山东大学初波等研究人员合作发现，肠道微生物代谢物通过抑制铁死亡促进结直肠癌的发展。相关论文于2024年1月2日在线发表在《自然—细胞生物学》杂志上。

研究人员发现从厌氧消化链球菌（Peptostreptococcus anaerobius）中提取的一种色氨酸代谢物——反式-3-吲哚丙烯酸（IDA）会促进结直肠癌的发生。从机理上讲，IDA是芳基烃受体（AHR）的内源性配体，可通过转录上调ALDH1A3（醛脱氢酶1家族成员A3）的表达，ALDH1A3利用视黄醛作为底物生成NADH，而NADH是铁死亡抑制蛋白1（FSP1）介导的还原型辅酶Q10合成所必需的。AHR或ALDH1A3的缺失在很大程度上抑制了IDA在体外和体内促进肿瘤的发展。

有趣的是，P. anaerobius在结直肠癌（CRC）患者中明显富集。在异种移植模型和Apc^Min/+小鼠中，IDA治疗或植入P. anaerobius都会促进CRC的进展。综上所述，这些研究结果表明，靶向IDA-AHR-ALDH1A3轴有望用于与铁死亡反应相关的CRC治疗。

据了解，肠道微生物群在人类健康中发挥着举足轻重的作用。新的证据表明，肠道微生物通过产生致癌代谢物参与了肿瘤发生的进程。然而，其潜在的分子机制在很大程度上还不为人知。

附：英文原文

Title: Gut microbial metabolite facilitates colorectal cancer development via ferroptosis inhibition

Author: Cui, Weiwei, Guo, Meng, Liu, Dong, Xiao, Peng, Yang, Chuancheng, Huang, Haidi, Liang, Chunhui, Yang, Yinghong, Fu, Xiaolong, Zhang, Yudan, Liu, Jiaxing, Shi, Shuang, Cong, Jingjing, Han, Zili, Xu, Yunfei, Du, Lutao, Yin, Chengqian, Zhang, Yongchun, Sun, Jinpeng, Gu, Wei, Chai, Renjie, Zhu, Shu, Chu, Bo

Issue&Volume: 2024-01-02

Abstract: The gut microbiota play a pivotal role in human health. Emerging evidence indicates that gut microbes participate in the progression of tumorigenesis through the generation of carcinogenic metabolites. However, the underlying molecular mechanism is largely unknown. In the present study we show that a tryptophan metabolite derived from Peptostreptococcus anaerobius, trans-3-indoleacrylic acid (IDA), facilitates colorectal carcinogenesis. Mechanistically, IDA acts as an endogenous ligand of an aryl hydrocarbon receptor (AHR) to transcriptionally upregulate the expression of ALDH1A3 (aldehyde dehydrogenase 1 family member A3), which utilizes retinal as a substrate to generate NADH, essential for ferroptosis-suppressor protein 1(FSP1)-mediated synthesis of reduced coenzyme Q10. Loss of AHR or ALDH1A3 largely abrogates IDA-promoted tumour development both in vitro and in vivo.
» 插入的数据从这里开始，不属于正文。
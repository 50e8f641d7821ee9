// Offline session analysis
mod analyzer;
mod chain;

pub use analyzer::{
    AnalyzedMessage, FilteredView, MessageFilter, SessionAnalyzer, SessionStats, TimeRange,
    MAX_ROOTED_WINDOW_SECS,
};
pub use chain::{
    extract_labels, module_from_topic, ChainEdge, ChainGraph, ChainLabels, ChainNode, NodeClass,
    Relation,
};
// Registries loaded once at startup: topics, layout, routes
mod layout;
mod topics;

pub use layout::{
    FixedPosition, GridPosition, Intersection, IntersectionAction, Layout, LayoutModule, Road,
    RouteCatalog, RouteDef,
};
pub use topics::{Category, Direction, RegistryWatcher, SharedRegistry, TopicInfo, TopicRegistry};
It is interesting that P. anaerobius is significantly enriched in patients with colorectal cancer (CRC). IDA treatment or implantation of P. anaerobius promotes CRC progression in both xenograft model and ApcMin/+ mice. Together, our findings demonstrate that targeting the IDA–AHR–ALDH1A3 axis should be promising for ferroptosis-related CRC treatment.

DOI: 10.1038/s41556-023-01314-6

Source: https://www.nature.com/articles/s41556-023-01314-6